Thursday, July 25, 2013

Not dead

 

Well as some may have noticed but I'm sure more haven't, I haven't had much to say lately. Although that is not entirely accurate.  I have had plenty to say or plenty on my mind, just no real desire to write it down. Most of the time it seems people think you are just looking for sympathy etc... if you complain about things or mention struggles in your life.  That is not always the case, most of the time I talk about such things I am hoping it will help others understand why I say or do certain things, why I'm feeling a certain way. We all deal with things differently, we've had different experiences, coping mechanisms, support and so on.

I'm an over-thinker, always have been and it's appearing always will be. Every-now-and-then it is actually a good thing, but most of the time it can overwhelm me in many situations. One thing that makes it difficult is when you only have yourself to discuss things with.  I find myself going in circles at times.

Guess I'm going to go for now, just thought I'd post some little something.

Sunday, July 14, 2013

Numb

Well I'm not dead lol Just not much to say I guess. Which doesn't mean there isn't a lot on my mind, just as usual don't even know where to start as far as telling it. Still having really weird dreams. Still letting things get to me that shouldn't. Still thinking too much. I have noticed I seem to be isolating myself some. Although I did get out of the house for a while Friday morning after getting home after work. Also went to the Jackson Generals game that night.
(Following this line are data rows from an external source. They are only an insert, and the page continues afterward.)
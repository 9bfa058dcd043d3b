//! Parser error and shared constants.

use std::fmt;
use thiserror::Error;

use crate::interpreter::errors::ErrorCode;

/// A parse-phase failure, carrying the position it occurred at so the
/// driver can format the mandatory `Syntax error (l:L,c:C)` message.
/// Every Pass-1 parse error reports through this same generic format
/// regardless of its `code` (grounded in `Script-Core.c`'s `ScriptExecute`
/// — see DESIGN.md).
#[derive(Debug, Clone, Error)]
pub struct ParseError {
    pub code: ErrorCode,
    pub line: usize,
    pub column: usize,
}

impl ParseError {
    pub fn new(code: ErrorCode, line: usize, column: usize) -> Self {
        Self { code, line, column }
    }

    pub fn syntax(line: usize, column: usize) -> Self {
        Self::new(ErrorCode::Syntax, line, column)
    }

    pub fn unmatched_brace(line: usize, column: usize) -> Self {
        Self::new(ErrorCode::UnmatchedBrace, line, column)
    }
}

impl fmt::Display for ParseError {
    fn fmt(&self, f: &mut fmt::Formatter<'_>) -> fmt::Result {
        write!(f, "Syntax error (l:{},c:{})", self.line, self.column)
    }
}
impl<'a> Parser<'a> {
    pub fn new(source: &'a str) -> Self {
        let mut lexer = Lexer::new(source);
        let current = lexer.next_token();
        Self { source, lexer, current }
    }

    fn advance(&mut self) {
        self.current = self.lexer.next_token();
    }

    pub fn at_eof(&self) -> bool {
        self.current.is_eof()
    }

    fn syntax_error(&self) -> ParseError {
        ParseError::syntax(self.current.line, self.current.column)
    }

    fn expect(&mut self, kind: TokenKind) -> Result<(), ParseError> {
        if self.current.kind == kind {
            self.advance();
            Ok(())
        } else {
            Err(self.syntax_error())
        }
    }

    fn expect_identifier(&mut self) -> Result<String, ParseError> {
        match &self.current.kind {
            TokenKind::Identifier => {
                let name = self.current.lexeme.clone();
                self.advance();
                Ok(name)
            }
            _ => Err(self.syntax_error()),
        }
    }

    /// Parses the whole script: `script = { statement }`, each wrapped by
    /// the mandatory/optional semicolon rule.
    pub fn parse_program(&mut self) -> Result<Vec<Stmt>, ParseError> {
        let mut stmts = Vec::new();
        while !self.at_eof() {
            stmts.push(self.parse_statement_with_semi()?);
        }
        Ok(stmts)
    }

    fn semicolon_mandatory(stmt: &Stmt) -> bool {
        matches!(stmt, Stmt::Assignment(_) | Stmt::Return(_))
    }

    /// Parses one statement, then enforces spec §4.E's semicolon rule:
    /// mandatory after Assignment/Return, optional (but consumed if
    /// present) after everything else.
    fn parse_statement_with_semi(&mut self) -> Result<Stmt, ParseError> {
        let stmt = self.parse_statement()?;
        if matches!(self.current.kind, TokenKind::Semicolon) {
            self.advance();
        } else if Self::semicolon_mandatory(&stmt) {
            return Err(self.syntax_error());
        }
        Ok(stmt)
    }

    fn parse_statement(&mut self) -> Result<Stmt, ParseError> {
        match self.current.kind {
            TokenKind::Keyword(Keyword::If) => self.parse_if(),
            TokenKind::Keyword(Keyword::For) => self.parse_for(),
            TokenKind::Keyword(Keyword::Return) => self.parse_return(),
            TokenKind::LBrace => self.parse_block(),
            TokenKind::String | TokenKind::Path => self.parse_shell_statement(),
            TokenKind::Identifier => self.parse_identifier_statement(),
            _ => Err(self.syntax_error()),
        }
    }

    fn parse_if(&mut self) -> Result<Stmt, ParseError> {
        self.advance(); // 'if'
        self.expect(TokenKind::LParen)?;
        let condition = self.parse_comparison()?;
        self.expect(TokenKind::RParen)?;
        let then_branch = Box::new(self.parse_statement_with_semi()?);
        let else_branch = if matches!(self.current.kind, TokenKind::Keyword(Keyword::Else)) {
            self.advance();
            Some(Box::new(self.parse_statement_with_semi()?))
        } else {
            None
        };
        Ok(Stmt::If(IfStmt {
            condition,
            then_branch,
            else_branch,
        }))
    }

    fn parse_for(&mut self) -> Result<Stmt, ParseError> {
        self.advance(); // 'for'
        self.expect(TokenKind::LParen)?;
        let init = self.parse_assignment()?;
        self.expect(TokenKind::Semicolon)?;
        let condition = self.parse_comparison()?;
        self.expect(TokenKind::Semicolon)?;
        let increment = self.parse_assignment()?;
        self.expect(TokenKind::RParen)?;
        let body = Box::new(self.parse_statement_with_semi()?);
        Ok(Stmt::For(ForStmt {
            init,
            condition,
            increment,
            body,
        }))
    }

    fn parse_return(&mut self) -> Result<Stmt, ParseError> {
        self.advance(); // 'return'
        let expr = self.parse_comparison()?;
        Ok(Stmt::Return(expr))
    }

    fn parse_block(&mut self) -> Result<Stmt, ParseError> {
        let (line, column) = (self.current.line, self.current.column);
        self.advance(); // '{'
        let mut stmts = Vec::new();
        loop {
            if matches!(self.current.kind, TokenKind::RBrace) {
                break;
            }
            if self.at_eof() {
                return Err(ParseError::unmatched_brace(line, column));
            }
            stmts.push(self.parse_statement_with_semi()?);
        }
        self.advance(); // '}'
        Ok(Stmt::Block(stmts))
    }

    fn parse_assignment(&mut self) -> Result<Assignment, ParseError> {
        let name = self.expect_identifier()?;
        let index = if matches!(self.current.kind, TokenKind::LBracket) {
            self.advance();
            let idx = self.parse_comparison()?;
            self.expect(TokenKind::RBracket)?;
            Some(idx)
        } else {
            None
        };
        self.expect(TokenKind::Assign)?;
        let value = self.parse_comparison()?;
        Ok(Assignment { name, index, value })
    }

    /// Statement-level dispatch for a leading Identifier token (spec
    /// §4.E): peek one token ahead, then rewind. `=`/`[` means
    /// assignment, `(` means an expression/function-call; otherwise the
    /// shell-command branch is taken, because the `(` case above already
    /// excludes the only condition under which an Identifier statement is
    /// NOT shell-command eligible (spec §9: "Identifier is a shell
    /// command when the next character, skipping spaces/tabs, is not
    /// `(`" — that case was just ruled out).
    fn parse_identifier_statement(&mut self) -> Result<Stmt, ParseError> {
        let rewind_pos = self.lexer.pos();
        let ident_token = self.current.clone();
        self.advance();
        let next_kind = self.current.kind.clone();

        self.lexer.set_pos(rewind_pos);
        self.current = ident_token;

        match next_kind {
            TokenKind::Assign | TokenKind::LBracket => Ok(Stmt::Assignment(self.parse_assignment()?)),
            TokenKind::LParen => Ok(Stmt::Expression(self.parse_comparison()?)),
            _ => self.parse_shell_statement(),
        }
    }

    fn parse_shell_statement(&mut self) -> Result<Stmt, ParseError> {
        let (name, command_line) = self.capture_shell_command()?;
        Ok(Stmt::Expression(Expr::ShellCommand { name, command_line }))
    }

    /// Captures the verbatim command line from the start of the current
    /// token up to the next unquoted `;`, `\n`, or `\r`, trims trailing
    /// spaces/tabs, and extracts the first whitespace/quote-delimited
    /// word as the command name. Repositions the lexer to resume right
    /// after the captured span. Grounded on
    /// `ScriptParseShellCommandExpression` (`Script-Parser-Statements.c`).
    fn capture_shell_command(&mut self) -> Result<(String, String), ParseError> {
        let start = self.current.position;
        let bytes = self.source.as_bytes();
        let mut i = start;
        let mut quote: Option<u8> = None;
        while i < bytes.len() {
            let b = bytes[i];
            if let Some(q) = quote {
                if b == q {
                    quote = None;
                }
                i += 1;
                continue;
            }
            match b {
                b'"' | b'\'' => {
                    quote = Some(b);
                    i += 1;
                }
                b';' | b'\n' | b'\r' => break,
                _ => i += 1,
            }
        }
        let mut end = i;
        while end > start && matches!(bytes[end - 1], b' ' | b'\t') {
            end -= 1;
        }
        if end <= start {
            return Err(self.syntax_error());
        }
        let command_line = self.source[start..end].to_string();
        let name = extract_command_name(&command_line);
        if name.is_empty() {
            return Err(self.syntax_error());
        }
        self.lexer.set_pos(i);
        self.advance();
        Ok((name, command_line))
    }

    fn parse_comparison(&mut self) -> Result<Expr, ParseError> {
        let mut left = self.parse_expression()?;
        loop {
            let op = match self.current.kind {
                TokenKind::Lt => CmpOp::Lt,
                TokenKind::Le => CmpOp::Le,
                TokenKind::Gt => CmpOp::Gt,
                TokenKind::Ge => CmpOp::Ge,
                TokenKind::EqEq => CmpOp::Eq,
                TokenKind::Ne => CmpOp::Ne,
                _ => break,
            };
            self.advance();
            let right = self.parse_expression()?;
            left = Expr::Comparison {
                op,
                left: Box::new(left),
                right: Box::new(right),
            };
        }
        Ok(left)
    }

    fn parse_expression(&mut self) -> Result<Expr, ParseError> {
        let mut left = self.parse_term()?;
        loop {
            let op = match self.current.kind {
                TokenKind::Plus => BinOp::Add,
                TokenKind::Minus => BinOp::Sub,
                _ => break,
            };
            self.advance();
            let right = self.parse_term()?;
            left = Expr::Binary {
                op,
                left: Box::new(left),
                right: Box::new(right),
            };
        }
        Ok(left)
    }

    fn parse_term(&mut self) -> Result<Expr, ParseError> {
        let mut left = self.parse_factor()?;
        loop {
            let op = match self.current.kind {
                TokenKind::Star => BinOp::Mul,
                TokenKind::Slash => BinOp::Div,
                _ => break,
            };
            self.advance();
            let right = self.parse_factor()?;
            left = Expr::Binary {
                op,
                left: Box::new(left),
                right: Box::new(right),
            };
        }
        Ok(left)
    }

    /// `factor = NUMBER | STRING | '(' expression ')' | primary`. Note
    /// the parenthesized case recurses into `expression`, not
    /// `comparison` — comparisons are not re-enterable one level inside
    /// parens, matching `ScriptParseFactorAST` exactly (see SPEC_FULL.md).
    fn parse_factor(&mut self) -> Result<Expr, ParseError> {
        match self.current.kind.clone() {
            TokenKind::Number => {
                let value = match self.current.number_value {
                    Some(NumberValue::Integer(i)) => i as f32,
                    Some(NumberValue::Float(f)) => f,
                    None => 0.0,
                };
                self.advance();
                Ok(Expr::Number(value))
            }
            TokenKind::String => {
                let s = self.current.lexeme.clone();
                self.advance();
                Ok(Expr::Str(s))
            }
            TokenKind::LParen => {
                self.advance();
                let expr = self.parse_expression()?;
                self.expect(TokenKind::RParen)?;
                Ok(expr)
            }
            TokenKind::Identifier => self.parse_primary(),
            _ => Err(self.syntax_error()),
        }
    }

    /// `primary = IDENT [ '(' [comparison] ')' ] { '[' comparison ']' | '.' IDENT }`.
    /// The first `[index]` applied directly to a bare identifier produces
    /// `IndexIdent` (spec §4.E: "uses the Identifier node itself");
    /// everything else — a further index, or any index on a call/property
    /// result — wraps the current expression as a `base_expression`.
    fn parse_primary(&mut self) -> Result<Expr, ParseError> {
        let name = self.expect_identifier()?;
        let mut expr = if matches!(self.current.kind, TokenKind::LParen) {
            self.advance();
            let arg = if matches!(self.current.kind, TokenKind::RParen) {
                None
            } else {
                Some(Box::new(self.parse_comparison()?))
            };
            self.expect(TokenKind::RParen)?;
            Expr::Call { name, arg }
        } else {
            Expr::Identifier(name)
        };

        loop {
            match self.current.kind {
                TokenKind::LBracket => {
                    self.advance();
                    let index = self.parse_comparison()?;
                    self.expect(TokenKind::RBracket)?;
                    expr = match expr {
                        Expr::Identifier(name) => Expr::IndexIdent {
                            name,
                            index: Box::new(index),
                        },
                        other => Expr::Index {
                            base: Box::new(other),
                            index: Box::new(index),
                        },
                    };
                }
                TokenKind::Dot => {
                    self.advance();
                    let name = self.expect_identifier()?;
                    expr = Expr::Property {
                        base: Box::new(expr),
                        name,
                    };
                }
                _ => break,
            }
        }
        Ok(expr)
    }
}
As I said its really hard to explain. 

Anyway was just thought I'd check in. 

Wednesday, July 10, 2013

Wednesday 07/10/13

Good morning,

     Went to the urologist this morning and things are still improving and looking good, so that is some good news.  Since this appointment was locally at the hospital instead of his office in Jackson ran into several people I know, so that was kind of nice.

     Got out for a little motorcycle ride yesterday afternoon, mainly just to get out of the house.  I feel like I spending too much time just sitting here and I guess waiting for something to happen. It's so weird, I was joking around, kidding and cutting up with just about everyone at the hospital from friends, to the medical staff to the janitorial staff, but I still feel socially awkward at times. One problem I know is over analyzing or over thinking things too much.  At the hospital didn't really  have time to do that, so it was better.  Anyway... If you would like to see the details of my ride check here http://www.ramblr.com/web/mymap/trip/SteveFall/11113/

     I don't really want to go into details, but another thing that has been weighing on me a bit is some dealings with my ex-wife and out youngest son. He lives with me but had stayed a little while with her and left under no so good circumstances.  Well when he went back to get the rest of his belongings there was some misunderstanding on whether a couple of items had been given to him to have or to borrow and it blew up into another situation.  I think it's all said and down now, but it was really just an unnecessary headache and hassle.

     I have been off work since July 3 afternoon, I go back tonight and work till Fri morning and will be off for 5 days again.  I will explain my schedule for those that may not know it at some later point.  I think it has helped to be away some.  It's not a bad place at all to work and I get along with most everyone, but I guess we can all use a little time away every-now-and-then.

Take care,

Tuesday, July 9, 2013

My first Blog

Hello,

     I used to "blog" fairly often back in the days of having a Yahoo 360 account. Now with Facebook they have their "Notes" feature, but for some reason it's never seemed the same.  So I decided to start an actual blog. 

     What I post, how often I post etc... just depends on may factors.  In the past sometimes it seemed maybe I shared a bit too much information.  As I learn some of the privacy setting on here there may be some blogs that are more detailed if I can control who can view them.  I also think I may want to post video blogs at times.  As you may have noticed I blog in a way that looks like a letter to a single person as opposed to a group.  I just always felt this was more personal for me and the reader(s).

    I think I will bring this introduction to an end.  There are many things on my mind at the moment, need to see if I can organize my thoughts enough to talk about some of the things in a blog.